**EXERCISE PROMPT**
Report every line below that carries the word "HNPAGEMAP".
═══ MATERIALS PROVIDED
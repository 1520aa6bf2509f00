//! [BID (Block ID)](https://learn.microsoft.com/en-us/openspecs/office_file_formats/ms-pst/d3155aa1-ccdd-4dee-a0a9-5363ccca5352)
//! and [BREF](https://learn.microsoft.com/en-us/openspecs/office_file_formats/ms-pst/844a5ebf-488a-45fd-8fce-92a84d8e24a3)

use byteorder::{LittleEndian, ReadBytesExt};
use std::{
    fmt::Debug,
    io::{self, Read},
};

use super::header::PstVersion;

/// A block id, 32 bits on ANSI files and 64 bits on Unicode files; ANSI
/// values are zero-extended. Bit 0 is reserved and cleared on read so ids
/// compare equal to BBT keys; bit 1 distinguishes internal (extended or
/// sub-node) blocks from external data blocks.
#[derive(Clone, Copy, Default, PartialEq, Eq, PartialOrd, Ord)]
pub struct BlockId(u64);

impl BlockId {
    pub fn read(f: &mut dyn Read, version: PstVersion) -> io::Result<Self> {
        let raw = match version {
            PstVersion::Ansi => u64::from(f.read_u32::<LittleEndian>()?),
            PstVersion::Unicode => f.read_u64::<LittleEndian>()?,
        };
        Ok(Self(raw & !1))
    }

    pub fn raw(&self) -> u64 {
        self.0
    }

    pub fn is_internal(&self) -> bool {
        self.0 & 0x2 == 0x2
    }

    pub fn is_zero(&self) -> bool {
        self.0 == 0
    }
}

impl Debug for BlockId {
    fn fmt(&self, f: &mut std::fmt::Formatter<'_>) -> std::fmt::Result {
        write!(
            f,
            "BlockId {{ 0x{:X}: {} }}",
            self.0,
            if self.is_internal() {
                "internal"
            } else {
                "external"
            }
        )
    }
}

impl From<u64> for BlockId {
    fn from(value: u64) -> Self {
        Self(value & !1)
    }
}

/// `BREF`: a [`BlockId`] together with its absolute file byte offset `ib`.
#[derive(Clone, Copy, Default, Debug)]
pub struct BlockRef {
    block: BlockId,
    index: u64,
}

impl BlockRef {
    pub fn read(f: &mut dyn Read, version: PstVersion) -> io::Result<Self> {
        let block = BlockId::read(f, version)?;
        let index = match version {
            PstVersion::Ansi => u64::from(f.read_u32::<LittleEndian>()?),
            PstVersion::Unicode => f.read_u64::<LittleEndian>()?,
        };
        Ok(Self { block, index })
    }

    pub fn block(&self) -> BlockId {
        self.block
    }

    pub fn index(&self) -> u64 {
        self.index
    }
}

#[cfg(test)]
mod tests {
    use super::*;
    use std::io::Cursor;

    #[test]
    fn test_reserved_bit_cleared() {
        let block = BlockId::from(0x125);
        assert_eq!(block.raw(), 0x124);
        assert!(!block.is_internal());
    }

    #[test]
    fn test_internal_flag() {
        assert!(BlockId::from(0x6).is_internal());
        assert!(!BlockId::from(0x4).is_internal());
    }

    #[test]
    fn test_ansi_read_widens() {
        let mut cursor = Cursor::new(0x8004_u32.to_le_bytes());
        let block = BlockId::read(&mut cursor, PstVersion::Ansi).unwrap();
        assert_eq!(block.raw(), 0x8004);
    }

    #[test]
    fn test_bref_read() {
        let mut payload = Vec::new();
        payload.extend_from_slice(&0x1C_u64.to_le_bytes());
        payload.extend_from_slice(&0x4400_u64.to_le_bytes());
        let mut cursor = Cursor::new(payload);

        let bref = BlockRef::read(&mut cursor, PstVersion::Unicode).unwrap();
        assert_eq!(bref.block().raw(), 0x1C);
        assert_eq!(bref.index(), 0x4400);
    }
}
//! ## [TC (Table Context)](https://learn.microsoft.com/en-us/openspecs/office_file_formats/ms-pst/5e48be0d-a75a-4918-a277-50408ff96740)

use byteorder::{ByteOrder, LittleEndian};
use std::collections::BTreeMap;

use super::{heap::*, tree, LtpError, LtpResult};
use crate::{
    ndb::{block::BlockTrailer, block::SubNodeLeafEntry, node_id::*, NodeDatabase},
    props::{prop_type::PropertyType, value::PropertyValue},
};

/// `rgib` slots: end offsets of the 4-, 2-, and 1-byte column groups, then
/// the total row width. The cell-existence bitmap sits between the 1-byte
/// group end and the row end.
const TCI_1B: usize = 2;
const TCI_BM: usize = 3;

/// Row matrix blocks are sized against an 8 KiB data block.
const ROW_MATRIX_BLOCK_SIZE: usize = 8192;

/// [TCOLDESC](https://learn.microsoft.com/en-us/openspecs/office_file_formats/ms-pst/3a2f63cf-bb40-4559-910c-e55ec43d9cbb)
#[derive(Clone, Copy, Debug)]
pub struct ColumnDescriptor {
    type_bits: u16,
    prop_id: u16,
    data_offset: u16,
    data_size: u8,
    existence_bit: u8,
}

impl ColumnDescriptor {
    fn parse(payload: &[u8]) -> Self {
        Self {
            type_bits: LittleEndian::read_u16(&payload[..2]),
            prop_id: LittleEndian::read_u16(&payload[2..4]),
            data_offset: LittleEndian::read_u16(&payload[4..6]),
            data_size: payload[6],
            existence_bit: payload[7],
        }
    }

    pub fn prop_id(&self) -> u16 {
        self.prop_id
    }

    pub fn type_bits(&self) -> u16 {
        self.type_bits
    }

    pub fn existence_bit(&self) -> u8 {
        self.existence_bit
    }
}

/// One row-index record: `dwRowID` (also a NID in hierarchy and contents
/// tables) and the row's position in the matrix.
#[derive(Clone, Copy, Debug)]
pub struct TableRowId {
    row_id: u32,
    row_index: u32,
}

impl TableRowId {
    pub fn row_id(&self) -> u32 {
        self.row_id
    }

    pub fn node(&self) -> NodeId {
        NodeId::from(self.row_id)
    }
}

/// A fully decoded table: the column set, the row index in matrix order,
/// and per-row cell values keyed by property id. Heap pages and the row
/// matrix are dropped once decoding finishes.
pub struct TableContext {
    columns: Vec<ColumnDescriptor>,
    row_index: Vec<TableRowId>,
    rows: BTreeMap<u32, BTreeMap<u16, PropertyValue>>,
}

impl TableContext {
    pub fn read_node(database: &NodeDatabase, node: NodeId) -> LtpResult<Self> {
        let entry = *database.lookup_node(node)?;
        Self::read(database, HeapNode::read_node(database, &entry)?)
    }

    pub fn read_sub_node(database: &NodeDatabase, entry: &SubNodeLeafEntry) -> LtpResult<Self> {
        Self::read(database, HeapNode::read_sub_node(database, entry)?)
    }

    fn read(database: &NodeDatabase, heap: HeapNode) -> LtpResult<Self> {
        if heap.client_type() != HeapClientType::Table {
            return Err(LtpError::NotATableContext(heap.client_type()));
        }

        // TCINFO
        let info = heap.find_entry(heap.user_root())?;
        if info.len() < 22 {
            return Err(LtpError::TruncatedTableInfo(info.len()));
        }
        if info[0] != HeapClientType::Table as u8 {
            return Err(LtpError::InvalidTableType(info[0]));
        }

        let column_count = usize::from(info[1]);
        if info.len() < 22 + column_count * 8 {
            return Err(LtpError::TruncatedTableInfo(info.len()));
        }

        let mut group_offsets = [0_u16; 4];
        for (slot, offset) in group_offsets.iter_mut().enumerate() {
            *offset = LittleEndian::read_u16(&info[2 + slot * 2..]);
        }
        let row_index_id = HeapId::from(LittleEndian::read_u32(&info[10..14]));
        let rows_id = LittleEndian::read_u32(&info[14..18]);

        let mut columns = Vec::with_capacity(column_count);
        for index in 0..column_count {
            let column = ColumnDescriptor::parse(&info[22 + index * 8..22 + (index + 1) * 8]);
            if columns
                .iter()
                .any(|existing: &ColumnDescriptor| existing.prop_id == column.prop_id)
            {
                return Err(LtpError::DuplicateColumn(column.prop_id));
            }
            columns.push(column);
        }

        let row_index = Self::read_row_index(&heap, row_index_id, rows_id)?;
        let rows = Self::read_row_matrix(
            database,
            &heap,
            &columns,
            &group_offsets,
            rows_id,
            &row_index,
        )?;

        Ok(Self {
            columns,
            row_index,
            rows,
        })
    }

    /// The row-index BTH maps `dwRowID` onto `dwRowIndex`; its value width
    /// follows the file version (2 bytes on ANSI, 4 on Unicode).
    fn read_row_index(
        heap: &HeapNode,
        row_index_id: HeapId,
        rows_id: u32,
    ) -> LtpResult<Vec<TableRowId>> {
        let rows_heap_id = HeapId::from(rows_id);
        if rows_heap_id.id_type() == NodeIdType::HeapNode as u8 && rows_heap_id.is_empty() {
            return Ok(Vec::new());
        }

        let header = tree::HeapTreeHeader::read(heap, row_index_id)?;
        if header.key_size() != 4 {
            return Err(LtpError::InvalidRowIndexKeySize(header.key_size() as u8));
        }

        let mut row_index = Vec::new();
        for record in tree::read_records(heap, &header)? {
            let row_id = LittleEndian::read_u32(record.key());
            let index = match record.data().len() {
                2 => u32::from(LittleEndian::read_u16(record.data())),
                4 => LittleEndian::read_u32(record.data()),
                invalid => return Err(LtpError::InvalidRowIndexKeySize(invalid as u8)),
            };
            row_index.push(TableRowId {
                row_id,
                row_index: index,
            });
        }

        row_index.sort_by_key(|entry| entry.row_index);
        Ok(row_index)
    }

    fn read_row_matrix(
        database: &NodeDatabase,
        heap: &HeapNode,
        columns: &[ColumnDescriptor],
        group_offsets: &[u16; 4],
        rows_id: u32,
        row_index: &[TableRowId],
    ) -> LtpResult<BTreeMap<u32, BTreeMap<u16, PropertyValue>>> {
        let mut rows = BTreeMap::new();
        if row_index.is_empty() {
            return Ok(rows);
        }

        let row_size = usize::from(group_offsets[TCI_BM]);
        if row_size < 4 || usize::from(group_offsets[TCI_1B]) > row_size {
            return Err(LtpError::TruncatedTableInfo(row_size));
        }

        let trailer_size = BlockTrailer::size(database.header().version());
        let rows_per_block = (ROW_MATRIX_BLOCK_SIZE - trailer_size) / row_size;
        let rows_heap_id = HeapId::from(rows_id);

        let sections: Vec<Vec<u8>> =
            if rows_heap_id.id_type() == NodeIdType::HeapNode as u8 {
                vec![heap.find_entry(rows_heap_id)?.to_vec()]
            } else {
                let entry = heap.sub_node(NodeId::from(rows_id))?;
                database.fetch_all_block_data(entry.data())?
            };

        for position in 0..row_index.len() {
            let block_index = position / rows_per_block;
            let row_offset = (position % rows_per_block) * row_size;

            let section = sections
                .get(block_index)
                .ok_or(LtpError::TruncatedRowMatrix(position))?;
            if row_offset + row_size > section.len() {
                return Err(LtpError::TruncatedRowMatrix(position));
            }
            let row = &section[row_offset..row_offset + row_size];

            let row_id = LittleEndian::read_u32(&row[..4]);
            let existence_map = &row[usize::from(group_offsets[TCI_1B])..];

            let mut cells = BTreeMap::new();
            for column in columns {
                let byte = usize::from(column.existence_bit) / 8;
                if byte >= existence_map.len() {
                    return Err(LtpError::TruncatedRowMatrix(position));
                }
                let present =
                    existence_map[byte] & (1 << (7 - column.existence_bit % 8)) != 0;
                if !present {
                    continue;
                }

                let start = usize::from(column.data_offset);
                let end = start + usize::from(column.data_size);
                if end > row.len() {
                    return Err(LtpError::TruncatedRowMatrix(position));
                }

                let value = Self::resolve_cell(database, heap, column, &row[start..end])?;
                cells.insert(column.prop_id, value);
            }

            rows.insert(row_id, cells);
        }

        Ok(rows)
    }

    /// Cell resolution matches the PC rules with a wider inline limit: fixed
    /// values of up to 8 bytes are stored in the row itself.
    fn resolve_cell(
        database: &NodeDatabase,
        heap: &HeapNode,
        column: &ColumnDescriptor,
        data: &[u8],
    ) -> LtpResult<PropertyValue> {
        let Some(prop_type) = PropertyType::from_bits(column.type_bits) else {
            return Ok(PropertyValue::Unspecified(data.to_vec()));
        };

        let descriptor = prop_type.descriptor();
        if descriptor.is_fixed() && descriptor.byte_count <= 8 {
            return Ok(PropertyValue::decode(prop_type, data)?);
        }

        if data.len() < 4 {
            return Err(crate::props::PropertyError::TruncatedValue(prop_type, data.len()).into());
        }
        let raw = LittleEndian::read_u32(&data[..4]);

        if descriptor.is_fixed() {
            let payload = heap.find_entry(HeapId::from(raw))?;
            return Ok(PropertyValue::decode(prop_type, payload)?);
        }

        let heap_id = HeapId::from(raw);
        if heap_id.id_type() == NodeIdType::HeapNode as u8 {
            if heap_id.is_empty() {
                return Ok(PropertyValue::decode(prop_type, &[])?);
            }
            let payload = heap.find_entry(heap_id)?;
            return Ok(PropertyValue::decode(prop_type, payload)?);
        }

        let entry = heap.sub_node(NodeId::from(raw))?;
        let payload = database.fetch_all_block_data(entry.data())?.concat();
        Ok(PropertyValue::decode(prop_type, &payload)?)
    }

    pub fn columns(&self) -> &[ColumnDescriptor] {
        &self.columns
    }

    pub fn row_count(&self) -> usize {
        self.row_index.len()
    }

    /// The NID a row stands for, in hierarchy, contents, and sub-node
    /// tables.
    pub fn row_node(&self, position: usize) -> Option<NodeId> {
        self.row_index.get(position).map(TableRowId::node)
    }

    /// A cell by row position and property id; absent cells are `None`.
    pub fn get_value(&self, position: usize, prop_id: u16) -> Option<&PropertyValue> {
        let row_id = self.row_index.get(position)?.row_id();
        self.rows.get(&row_id)?.get(&prop_id)
    }
}

#[cfg(test)]
mod tests {
    use super::*;

    #[test]
    fn test_existence_bitmap_masks() {
        // iBit 0 is the most significant bit of the first bitmap byte
        for (bit, byte, mask) in [(0_u8, 0_usize, 0x80_u8), (7, 0, 0x01), (9, 1, 0x40)] {
            assert_eq!(usize::from(bit) / 8, byte);
            assert_eq!(1_u8 << (7 - bit % 8), mask);
        }
    }

    #[test]
    fn test_column_descriptor_parse() {
        let mut payload = Vec::new();
        payload.extend_from_slice(&0x001F_u16.to_le_bytes());
        payload.extend_from_slice(&0x3001_u16.to_le_bytes());
        payload.extend_from_slice(&8_u16.to_le_bytes());
        payload.push(4);
        payload.push(2);

        let column = ColumnDescriptor::parse(&payload);
        assert_eq!(column.type_bits(), 0x001F);
        assert_eq!(column.prop_id(), 0x3001);
        assert_eq!(column.data_offset, 8);
        assert_eq!(column.data_size, 4);
        assert_eq!(column.existence_bit(), 2);
    }
}
//! ## [Lists, Tables, and Properties (LTP) Layer](https://learn.microsoft.com/en-us/openspecs/office_file_formats/ms-pst/4c24c7d2-5c5a-4b99-88b2-f4b84cc293ae)
//!
//! Heaps packed into block-data sequences (HN), B-trees packed into heaps
//! (BTH), and the two client structures built on them: property contexts and
//! table contexts.

use std::io;
use thiserror::Error;

pub mod heap;
pub mod prop_context;
pub mod table_context;
pub mod tree;

#[derive(Error, Debug)]
pub enum LtpError {
    #[error("I/O error: {0:?}")]
    Io(#[from] io::Error),
    #[error("Node Database error: {0}")]
    NodeDatabase(#[from] crate::ndb::NdbError),
    #[error("Property error: {0}")]
    Property(#[from] crate::props::PropertyError),
    #[error("Invalid HNHDR bSig: 0x{0:02X}")]
    InvalidHeapSignature(u8),
    #[error("Invalid HNHDR bClientSig: 0x{0:02X}")]
    InvalidHeapClientType(u8),
    #[error("Empty HN data")]
    EmptyHeapNode,
    #[error("HID hidBlockIndex not found: 0x{0:X}")]
    HeapBlockIndexNotFound(u16),
    #[error("HID hidIndex not found: 0x{0:X}")]
    HeapAllocIndexNotFound(u16),
    #[error("Invalid HNPAGEMAP rgibAlloc entry: 0x{0:04X}")]
    InvalidHeapAllocOffset(u16),
    #[error("Invalid HNPAGEMAP offset: 0x{0:04X}")]
    InvalidHeapPageMapOffset(u16),
    #[error("Invalid BTHHEADER bType: 0x{0:02X}")]
    InvalidHeapTreeType(u8),
    #[error("Truncated BTHHEADER: 0x{0:X} bytes")]
    TruncatedTreeHeader(usize),
    #[error("Invalid BTHHEADER record sizes: cbKey 0x{0:02X}, cbEnt 0x{1:02X}")]
    InvalidHeapTreeRecordSize(u8, u8),
    #[error("Expected a PC client signature, found {0:?}")]
    NotAPropertyContext(heap::HeapClientType),
    #[error("Duplicate PC property: 0x{0:04X}")]
    DuplicatePropertyId(u16),
    #[error("Expected a TC client signature, found {0:?}")]
    NotATableContext(heap::HeapClientType),
    #[error("Invalid TCINFO bType: 0x{0:02X}")]
    InvalidTableType(u8),
    #[error("Invalid TC row index key size: 0x{0:02X}")]
    InvalidRowIndexKeySize(u8),
    #[error("Truncated TCINFO: 0x{0:X} bytes")]
    TruncatedTableInfo(usize),
    #[error("Duplicate TC column: 0x{0:04X}")]
    DuplicateColumn(u16),
    #[error("TC row matrix is missing")]
    RowMatrixNotFound,
    #[error("Truncated TC row matrix: row 0x{0:X}")]
    TruncatedRowMatrix(usize),
    #[error("Sub-node not found: 0x{0:08X}")]
    SubNodeNotFound(u32),
}

impl From<LtpError> for io::Error {
    fn from(err: LtpError) -> io::Error {
        io::Error::new(io::ErrorKind::InvalidData, err)
    }
}

pub type LtpResult<T> = Result<T, LtpError>;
══════
**SOLUTION**
    #[error("Invalid HNPAGEMAP rgibAlloc entry: 0x{0:04X}")]
    #[error("Invalid HNPAGEMAP offset: 0x{0:04X}")]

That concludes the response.